And then, one evening when they're driving home, a thought occurs to Elaine, and, without really thinking, she says it aloud: "Do you realise that, as of tonight, we've been seeing each other for exactly six months?"
And then there is silence in the car.
To Elaine, it seems like a very loud silence. She thinks to herself: Geez, I wonder if it bothers him that I said that. Maybe he's been feeling confined by our relationship... maybe he thinks I'm trying to push him into some kind of obligation that he doesn't want, or isn't sure of.
And Roger is thinking: Wow.
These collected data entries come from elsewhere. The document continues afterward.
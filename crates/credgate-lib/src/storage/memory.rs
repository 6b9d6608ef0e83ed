// ============================
// credgate-lib/src/storage/memory.rs
// ============================
//! Process-local account store.
use std::collections::HashMap;
use std::sync::Arc;

use async_trait::async_trait;
use credgate_common::{Account, AccountId};
use dashmap::DashMap;
use parking_lot::Mutex;

use super::{AccountStore, StoreError, UniqueField};

/// Secondary unique indexes. Every write takes this lock, which makes the
/// uniqueness check and the insert one step.
#[derive(Debug, Default)]
struct Indexes {
    usernames: HashMap<String, AccountId>,
    emails: HashMap<String, AccountId>,
    reset_tokens: HashMap<String, AccountId>,
}

/// In-memory implementation of the `AccountStore` trait
#[derive(Debug, Clone)]
pub struct InMemoryStore {
    accounts: Arc<DashMap<AccountId, Account>>,
    indexes: Arc<Mutex<Indexes>>,
}

impl Default for InMemoryStore {
    fn default() -> Self {
        Self::new()
    }
}

impl InMemoryStore {
    /// Create an empty store
    pub fn new() -> Self {
        Self {
            accounts: Arc::new(DashMap::new()),
            indexes: Arc::new(Mutex::new(Indexes::default())),
        }
    }

    /// Number of stored accounts
    pub fn len(&self) -> usize {
        self.accounts.len()
    }

    /// Whether the store holds no accounts
    pub fn is_empty(&self) -> bool {
        self.accounts.is_empty()
    }

    fn get_cloned(&self, id: Option<AccountId>) -> Option<Account> {
        id.and_then(|id| self.accounts.get(&id).map(|entry| entry.value().clone()))
    }
}

#[async_trait]
impl AccountStore for InMemoryStore {
    async fn insert(&self, mut account: Account) -> Result<Account, StoreError> {
        let mut indexes = self.indexes.lock();

        if indexes.usernames.contains_key(&account.username) {
            return Err(StoreError::Duplicate(UniqueField::Username));
        }
        if indexes.emails.contains_key(&account.email) {
            return Err(StoreError::Duplicate(UniqueField::Email));
        }

        account.version = 0;
        indexes.usernames.insert(account.username.clone(), account.id);
        indexes.emails.insert(account.email.clone(), account.id);
        if let Some(token) = &account.reset_token {
            indexes.reset_tokens.insert(token.token_hash.clone(), account.id);
        }
        self.accounts.insert(account.id, account.clone());

        Ok(account)
    }

    async fn find_by_id(&self, id: AccountId) -> Result<Option<Account>, StoreError> {
        Ok(self.get_cloned(Some(id)))
    }

    async fn find_by_username(&self, username: &str) -> Result<Option<Account>, StoreError> {
        let id = self.indexes.lock().usernames.get(username).copied();
        Ok(self.get_cloned(id))
    }

    async fn find_by_email(&self, email: &str) -> Result<Option<Account>, StoreError> {
        let id = self.indexes.lock().emails.get(email).copied();
        Ok(self.get_cloned(id))
    }

    async fn find_by_reset_token(&self, token_hash: &str) -> Result<Option<Account>, StoreError> {
        let id = self.indexes.lock().reset_tokens.get(token_hash).copied();
        Ok(self.get_cloned(id))
    }

    async fn update(&self, expected_version: u64, mut account: Account) -> Result<Account, StoreError> {
        let mut indexes = self.indexes.lock();
        let mut stored = self
            .accounts
            .get_mut(&account.id)
            .ok_or(StoreError::NotFound)?;

        if stored.version != expected_version {
            return Err(StoreError::Conflict);
        }

        if stored.username != account.username {
            if indexes.usernames.contains_key(&account.username) {
                return Err(StoreError::Duplicate(UniqueField::Username));
            }
            indexes.usernames.remove(&stored.username);
            indexes.usernames.insert(account.username.clone(), account.id);
        }
        if stored.email != account.email {
            if indexes.emails.contains_key(&account.email) {
                return Err(StoreError::Duplicate(UniqueField::Email));
            }
            indexes.emails.remove(&stored.email);
            indexes.emails.insert(account.email.clone(), account.id);
        }

        if let Some(old) = &stored.reset_token {
            indexes.reset_tokens.remove(&old.token_hash);
        }
        if let Some(new) = &account.reset_token {
            indexes.reset_tokens.insert(new.token_hash.clone(), account.id);
        }

        account.version = expected_version + 1;
        *stored = account.clone();
        Ok(account)
    }
}
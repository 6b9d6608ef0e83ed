// ============================
// credgate-lib/src/clock.rs
// ============================
//! Time source for lockout and token expiry decisions.
use std::sync::Arc;

use chrono::{DateTime, Duration, Utc};
use parking_lot::Mutex;

/// Source of the current time
pub trait Clock: Send + Sync {
    fn now(&self) -> DateTime<Utc>;
}

/// Wall clock
#[derive(Debug, Clone, Copy, Default)]
pub struct SystemClock;

impl Clock for SystemClock {
    fn now(&self) -> DateTime<Utc> {
        Utc::now()
    }
}

/// Clock that only moves when told to. Clones share the same time.
#[derive(Debug, Clone)]
pub struct ManualClock {
    now: Arc<Mutex<DateTime<Utc>>>,
}

impl ManualClock {
    /// Start at the given instant
    pub fn new(start: DateTime<Utc>) -> Self {
        Self {
            now: Arc::new(Mutex::new(start)),
        }
    }

    /// Move the clock forward
    pub fn advance(&self, by: Duration) {
        *self.now.lock() += by;
    }

    /// Jump to an instant
    pub fn set(&self, to: DateTime<Utc>) {
        *self.now.lock() = to;
    }
}

impl Default for ManualClock {
    fn default() -> Self {
        Self::new(Utc::now())
    }
}

impl Clock for ManualClock {
    fn now(&self) -> DateTime<Utc> {
        *self.now.lock()
    }
}
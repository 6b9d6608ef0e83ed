// crates/credgate-lib/src/error.rs

//! Central error type + Axum integration.
use axum::{
    http::StatusCode,
    response::{IntoResponse, Response},
};
use thiserror::Error;

use crate::storage::StoreError;
use crate::validation::Violation;

/// Credential lifecycle errors. Every variant is a recoverable, caller-reported outcome.
#[derive(Error, Debug)]
pub enum AuthError {
    #[error("An account with this username or email already exists")]
    DuplicateAccount,

    /// Identical for unknown usernames and wrong passwords. `attempts_remaining`
    /// is for server-side bookkeeping and never rendered.
    #[error("Invalid username or password")]
    InvalidCredentials { attempts_remaining: Option<u32> },

    #[error("Account is locked, try again in {seconds_remaining} seconds")]
    AccountLocked { seconds_remaining: u64 },

    #[error("Password rejected: {}", join_violations(.0))]
    PasswordRejected(Vec<Violation>),

    #[error("Invalid or expired reset token")]
    InvalidOrExpiredToken,

    #[error("Storage unavailable: {0}")]
    StorageUnavailable(String),

    #[error("Invalid input: {0}")]
    InvalidInput(String),

    #[error("Internal error: {0}")]
    Internal(String),
}

fn join_violations(violations: &[Violation]) -> String {
    violations
        .iter()
        .map(ToString::to_string)
        .collect::<Vec<_>>()
        .join("; ")
}

/// Result type for credential operations
pub type AuthResult<T> = Result<T, AuthError>;

impl AuthError {
    /// Get the HTTP status code for this error
    pub fn status_code(&self) -> StatusCode {
        match self {
            AuthError::DuplicateAccount => StatusCode::CONFLICT,
            AuthError::InvalidCredentials { .. } => StatusCode::UNAUTHORIZED,
            AuthError::AccountLocked { .. } => StatusCode::LOCKED,
            AuthError::PasswordRejected(_) | AuthError::InvalidInput(_) => {
                StatusCode::BAD_REQUEST
            },
            AuthError::InvalidOrExpiredToken => StatusCode::BAD_REQUEST,
            AuthError::StorageUnavailable(_) => StatusCode::SERVICE_UNAVAILABLE,
            AuthError::Internal(_) => StatusCode::INTERNAL_SERVER_ERROR,
        }
    }

    /// Get the error code for this error
    pub fn error_code(&self) -> &'static str {
        match self {
            AuthError::DuplicateAccount => "ACCT_001",
            AuthError::InvalidCredentials { .. } => "AUTH_001",
            AuthError::AccountLocked { .. } => "AUTH_002",
            AuthError::PasswordRejected(_) => "PWD_001",
            AuthError::InvalidOrExpiredToken => "RESET_001",
            AuthError::StorageUnavailable(_) => "STORE_001",
            AuthError::InvalidInput(_) => "VAL_001",
            AuthError::Internal(_) => "INT_001",
        }
    }

    /// Get a message that is safe to show to an end user.
    ///
    /// Policy violations are listed in full so they can all be fixed at once;
    /// storage and internal details are not.
    pub fn sanitized_message(&self) -> String {
        match self {
            AuthError::StorageUnavailable(_) => {
                "Service temporarily unavailable, please try again later".to_string()
            },
            AuthError::Internal(_) => "An internal server error occurred".to_string(),
            AuthError::InvalidInput(_) => "Invalid input provided".to_string(),
            other => other.to_string(),
        }
    }
}

impl IntoResponse for AuthError {
    fn into_response(self) -> Response {
        let status = self.status_code();
        let error_code = self.error_code();
        let message = self.sanitized_message();

        let body = serde_json::json!({
            "error": {
                "code": error_code,
                "message": message,
            }
        });

        (status, axum::Json(body)).into_response()
    }
}

impl From<StoreError> for AuthError {
    fn from(err: StoreError) -> Self {
        match err {
            StoreError::Duplicate(_) => AuthError::DuplicateAccount,
            other => AuthError::StorageUnavailable(other.to_string()),
        }
    }
}
//! Modifier editor state machine
//!
//! `Idle -> Loaded(field, snapshot) -> Idle`. Only one field can be staged
//! at a time; row edits touch the in-memory snapshot only, and `commit`
//! hands back the final ValueModel for a single persistence write.

use serde_json::Value;

use crate::error::DomainError;
use crate::value_objects::{FieldRef, ModifierDraft, ModifierValue, ValueModel};
use crate::ModifierId;

#[derive(Debug, Clone, Default, PartialEq)]
pub enum EditorState {
    #[default]
    Idle,
    Loaded {
        field: FieldRef,
        snapshot: ValueModel,
    },
}

#[derive(Debug, Clone, Default)]
pub struct ModifierEditor {
    state: EditorState,
}

impl ModifierEditor {
    pub fn new() -> Self {
        Self::default()
    }

    pub fn state(&self) -> &EditorState {
        &self.state
    }

    pub fn is_idle(&self) -> bool {
        matches!(self.state, EditorState::Idle)
    }

    pub fn loaded_field(&self) -> Option<&FieldRef> {
        match &self.state {
            EditorState::Loaded { field, .. } => Some(field),
            EditorState::Idle => None,
        }
    }

    pub fn snapshot(&self) -> Option<&ValueModel> {
        match &self.state {
            EditorState::Loaded { snapshot, .. } => Some(snapshot),
            EditorState::Idle => None,
        }
    }

    /// Stage `field` from its stored value.
    ///
    /// Loading the field that is already staged keeps the current snapshot.
    /// Loading a different field while one is staged fails with `EditorBusy`.
    pub fn load(&mut self, field: FieldRef, stored: Option<&Value>) -> Result<&ValueModel, DomainError> {
        if let EditorState::Loaded { field: loaded, .. } = &self.state {
            if loaded != &field {
                return Err(DomainError::EditorBusy {
                    loaded: loaded.path.to_string(),
                    requested: field.path.to_string(),
                });
            }
        } else {
            let snapshot = ValueModel::load(field.kind, stored)?;
            self.state = EditorState::Loaded { field, snapshot };
        }
        self.snapshot().ok_or(DomainError::EditorIdle)
    }

    fn snapshot_mut(&mut self) -> Result<&mut ValueModel, DomainError> {
        match &mut self.state {
            EditorState::Loaded { snapshot, .. } => Ok(snapshot),
            EditorState::Idle => Err(DomainError::EditorIdle),
        }
    }

    pub fn set_base_value(&mut self, base: &Value) -> Result<(), DomainError> {
        self.snapshot_mut()?.set_base_json(base)
    }

    pub fn add_row(&mut self, draft: ModifierDraft) -> Result<ModifierId, DomainError> {
        self.snapshot_mut()?.add_modifier(draft)
    }

    pub fn remove_row(&mut self, id: &ModifierId, force: bool) -> Result<(), DomainError> {
        self.snapshot_mut()?.remove_modifier(id, force).map(|_| ())
    }

    pub fn set_row_name(&mut self, id: &ModifierId, name: &str) -> Result<(), DomainError> {
        self.snapshot_mut()?.rename_modifier(id, name)
    }

    pub fn set_row_value(&mut self, id: &ModifierId, value: ModifierValue) -> Result<(), DomainError> {
        self.snapshot_mut()?.set_modifier_value(id, value)
    }

    pub fn set_row_enabled(&mut self, id: &ModifierId, enabled: bool) -> Result<(), DomainError> {
        self.snapshot_mut()?.toggle_modifier(id, enabled)
    }

    /// Discard the snapshot. Returns the field that was staged, if any.
    pub fn cancel(&mut self) -> Option<FieldRef> {
        match std::mem::take(&mut self.state) {
            EditorState::Loaded { field, .. } => Some(field),
            EditorState::Idle => None,
        }
    }

    /// Finish editing and hand back the field with its final ValueModel.
    pub fn commit(&mut self) -> Result<(FieldRef, ValueModel), DomainError> {
        match std::mem::take(&mut self.state) {
            EditorState::Loaded { field, snapshot } => Ok((field, snapshot)),
            EditorState::Idle => Err(DomainError::EditorIdle),
        }
    }
}
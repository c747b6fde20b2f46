//! Resource tracker errors.

use crate::infrastructure::ports::RepoError;
use dhsheet_domain::{DocumentRef, DomainError};

#[derive(Debug, thiserror::Error)]
pub enum ResourceError {
    #[error("Document not found: {0}")]
    DocumentNotFound(DocumentRef),
    #[error("Resources only exist on actors: {0}")]
    NotAnActor(DocumentRef),
    #[error("Validation error: {0}")]
    Domain(#[from] DomainError),
    #[error("Repository error: {0}")]
    Repo(#[from] RepoError),
}
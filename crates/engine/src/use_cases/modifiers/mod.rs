//! Modifier use cases.
//!
//! Every operation reads the document once, mutates one ValueModel (or the
//! thresholds for Character Level) in memory and persists with a single
//! update.

mod character_level;
mod edit;
mod error;
mod restore;

use std::sync::Arc;

use dhsheet_domain::{Document, DocumentRef, DocumentUpdate, DomainError, FieldRef, ValueModel};

use crate::infrastructure::ports::DocumentRepo;

pub use character_level::SetCharacterLevel;
pub use edit::{AddModifier, RemoveModifier, ToggleModifier};
pub use error::ModifierError;
pub use restore::RestorePermanentModifiers;

/// Container for modifier use cases.
pub struct ModifierUseCases {
    pub add: Arc<AddModifier>,
    pub remove: Arc<RemoveModifier>,
    pub toggle: Arc<ToggleModifier>,
    pub restore: Arc<RestorePermanentModifiers>,
    pub character_level: Arc<SetCharacterLevel>,
}

impl ModifierUseCases {
    pub fn new(repo: Arc<dyn DocumentRepo>) -> Self {
        Self {
            add: Arc::new(AddModifier::new(repo.clone())),
            remove: Arc::new(RemoveModifier::new(repo.clone())),
            toggle: Arc::new(ToggleModifier::new(repo.clone())),
            restore: Arc::new(RestorePermanentModifiers::new(repo.clone())),
            character_level: Arc::new(SetCharacterLevel::new(repo)),
        }
    }
}

async fn load_document(
    repo: &dyn DocumentRepo,
    target: &DocumentRef,
) -> Result<Document, ModifierError> {
    match repo.get(target).await? {
        Some(document) => Ok(document),
        None => {
            tracing::error!(document_id = %target, "Document not found");
            Err(ModifierError::DocumentNotFound(target.clone()))
        }
    }
}

/// Load one field, run `op` on it and write the whole field back.
///
/// Nothing is written when `op` fails.
async fn modify_field<R>(
    repo: &dyn DocumentRepo,
    target: &DocumentRef,
    field: &FieldRef,
    op: impl FnOnce(&mut ValueModel) -> Result<R, DomainError>,
) -> Result<R, ModifierError> {
    let document = load_document(repo, target).await?;
    let mut model = ValueModel::load(field.kind, document.get_field(&field.path)).map_err(|e| {
        tracing::error!(document_id = %target, field = %field, error = %e, "Cannot load modifier field");
        e
    })?;

    let result = match op(&mut model) {
        Ok(result) => result,
        Err(e) => {
            if e.is_protected() {
                tracing::warn!(document_id = %target, field = %field, error = %e, "Permanent modifier change refused");
            } else {
                tracing::error!(document_id = %target, field = %field, error = %e, "Modifier operation failed");
            }
            return Err(e.into());
        }
    };

    let update = DocumentUpdate::new().with(field.path.as_str(), model.to_json());
    repo.update(target, &update).await?;
    Ok(result)
}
Six months.
And Elaine is thinking: But, hey, I'm not so sure I want this kind of relationship, either. Sometimes I wish I had a little more space, so I'd have time to think about whether I really want us to keep going the way we are, moving steadily toward... I mean, where are we going? Are we just going to keep seeing each other at this level of intimacy? Are we heading toward marriage? Toward children?
Toward a lifetime together? Am I ready for that level of commitment? Do I really even know this person?
And Roger is thinking: So, that means it was... let's see... February when we started going out, which was right after I had the car at the dealer's, which means... let me check the odometer... Whoa! I am way overdue for an oil change here.
And Elaine is thinking: He's upset. I can see it on his face. Maybe I'm reading this completely wrong. Maybe he wants more from our relationship, more intimacy, more commitment... maybe he has sensed, even before I sensed it, that I was feeling some reservations. Yes, I bet that's it. That's why he's so reluctant to say anything about his own feelings. He's afraid of being rejected.
And Roger is thinking: And I'm going to have them look at the transmission again. I don't care what those morons say, it's still not shifting right. And they better not try to blame it on the cold weather this time. What cold weather? It's 87 degrees and this thing is shifting like a garbage truck, and I paid those incompetent thieves $600.
And Elaine is thinking: He's angry. And I don't blame him. I'd be angry, too. I feel so guilty, putting him through this, but I can't help the way I feel. I'm just not sure.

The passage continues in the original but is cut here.